В розовой беседке, рядом с фонтаном, на белом металлическом стуле сидела молодая чернокожая женщина, одетая в изящное старинное платье. Рядом с ней стоял вполне современный белый металлический столик с портативным видеофоном.
Под ногами Джейка похрустывали камешки.
– Добрый вечер, – сказал он, подойдя к беседке.

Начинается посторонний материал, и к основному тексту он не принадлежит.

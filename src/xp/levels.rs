//! Static level table and lookups.

use serde::Serialize;

use crate::error::{NotFoundError, ProgressError, ValidationError};

/// One level tier.
#[derive(Clone, Copy, Debug, PartialEq, Eq, Serialize)]
pub struct LevelDefinition {
    /// Level number, starting at 1.
    pub level: u32,
    /// Display name.
    pub name: &'static str,
    /// Minimum total XP for this level (inclusive).
    pub threshold: u64,
}

const fn lvl(level: u32, name: &'static str, threshold: u64) -> LevelDefinition {
    LevelDefinition {
        level,
        name,
        threshold,
    }
}

/// The level table shipped with the app.
pub static LEVELS: [LevelDefinition; 11] = [
    lvl(1, "Seedling", 0),
    lvl(2, "Sprout", 50),
    lvl(3, "Budding Reflector", 120),
    lvl(4, "Mindful Explorer", 250),
    lvl(5, "Steady Journaler", 400),
    lvl(6, "Insight Gatherer", 600),
    lvl(7, "Calm Navigator", 850),
    lvl(8, "Resilience Builder", 1150),
    lvl(9, "Wellness Guide", 1500),
    lvl(10, "Inner Peace Seeker", 2000),
    lvl(11, "Zen Master", 2600),
];

/// A level table: contiguous levels from 1, strictly increasing thresholds,
/// first threshold 0.
#[derive(Clone, Copy, Debug)]
pub struct LevelTable<'a> {
    levels: &'a [LevelDefinition],
}

impl LevelTable<'static> {
    /// The table shipped with the app.
    #[inline]
    pub fn standard() -> Self {
        Self { levels: &LEVELS }
    }
}

impl<'a> LevelTable<'a> {
    /// Wraps a table after checking its shape.
    ///
    /// # Errors
    ///
    /// Returns a validation error if the table is empty, does not start at
    /// level 1 with threshold 0, skips a level number, or has a threshold
    /// that does not increase.
    pub fn new(levels: &'a [LevelDefinition]) -> Result<Self, ProgressError> {
        let first = levels
            .first()
            .ok_or_else(|| ValidationError::required_field("levels"))?;

        if first.level != 1 || first.threshold != 0 {
            return Err(ValidationError::invalid_field(
                "levels",
                "first level must be level 1 with threshold 0",
            )
            .into());
        }

        for pair in levels.windows(2) {
            if pair[1].level != pair[0].level + 1 {
                return Err(ValidationError::invalid_field(
                    "levels",
                    format!("level {} is followed by {}", pair[0].level, pair[1].level),
                )
                .into());
            }
            if pair[1].threshold <= pair[0].threshold {
                return Err(ValidationError::invalid_field(
                    "levels",
                    format!("threshold of level {} does not increase", pair[1].level),
                )
                .into());
            }
        }

        Ok(Self { levels })
    }

    /// All levels in ascending order.
    #[inline]
    pub fn levels(&self) -> &'a [LevelDefinition] {
        self.levels
    }

    /// The highest level.
    #[inline]
    pub fn max_level(&self) -> &'a LevelDefinition {
        &self.levels[self.levels.len() - 1]
    }

    /// The level whose threshold is the highest one not exceeding `total_xp`.
    pub fn level_for(&self, total_xp: u64) -> &'a LevelDefinition {
        self.levels
            .iter()
            .rev()
            .find(|l| l.threshold <= total_xp)
            .unwrap_or(&self.levels[0])
    }

    /// The level after `level`, or `None` at the top of the table.
    pub fn next_after(&self, level: &LevelDefinition) -> Option<&'a LevelDefinition> {
        self.levels.iter().find(|l| l.level == level.level + 1)
    }

    /// Looks up a level by number.
    pub fn get(&self, level: u32) -> Result<&'a LevelDefinition, ProgressError> {
        self.levels
            .iter()
            .find(|l| l.level == level)
            .ok_or_else(|| NotFoundError::level(level).into())
    }

    /// Percentage of the way from the current level to the next, floored
    /// and clamped to `0..=100`. 100 at the top level.
    pub fn progress_percent(&self, total_xp: u64) -> u8 {
        let current = self.level_for(total_xp);
        let Some(next) = self.next_after(current) else {
            return 100;
        };

        let span = next.threshold - current.threshold;
        let into = total_xp.saturating_sub(current.threshold);
        let percent = (u128::from(into) * 100) / u128::from(span);
        percent.min(100) as u8
    }

    /// Snapshot of where `total_xp` sits in the table.
    pub fn info(&self, total_xp: u64) -> LevelInfo {
        let current = self.level_for(total_xp);
        let next = self.next_after(current);
        LevelInfo {
            level: current.level,
            name: current.name,
            threshold: current.threshold,
            next_level: next.map(|n| n.level),
            next_level_xp: next.map(|n| n.threshold),
            xp_to_next: next.map(|n| n.threshold - total_xp),
            progress_percent: self.progress_percent(total_xp),
        }
    }
}

/// Where a total XP value sits in the level table.
#[derive(Clone, Debug, PartialEq, Eq, Serialize)]
pub struct LevelInfo {
    /// Current level number.
    pub level: u32,
    /// Current level name.
    pub name: &'static str,
    /// Threshold of the current level.
    pub threshold: u64,
    /// Next level number; `None` at the top level.
    pub next_level: Option<u32>,
    /// Threshold of the next level; `None` at the top level.
    pub next_level_xp: Option<u64>,
    /// XP still needed for the next level; `None` at the top level.
    pub xp_to_next: Option<u64>,
    /// Progress toward the next level, `0..=100`.
    pub progress_percent: u8,
}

– Добрый вечер, сэр, – ответила негритянка, приветливо улыбаясь. – Меня зовут Онита, и сегодня мне предстоит познакомить вас со всемирно известным заведением «Великая иллюзия». Прежде чем перейти к непосредственному удовлетворению всех ваших сексуальных потребностей, я обязана, в соответствии с французским законодательством, проинформировать вас, что, в то время как лично я – живое, из плоти и крови, человеческое существо, ни одна из проституток, с которыми вы познакомитесь за время своего пребывания здесь, не является настоящей. Некоторые из них – самые современные андроиды, а другие воспроизводятся непосредственно у вас в мозгу с использованием абсолютно законных методов мозгового стимулирования. Хотя мы и настаиваем на кратком, совершенно безболезненном робо-медицинском обследовании каждого из посетителей, однако мы не берем на себя ни юридической, ни моральной ответственности за какие-либо осложнения физического или ментального порядка, могущие возникнуть у вас во время либо после удовлетворения страсти в нашем заведении. Если вы все слышали и полностью поняли, подтвердите, пожалуйста, это, сказав «да».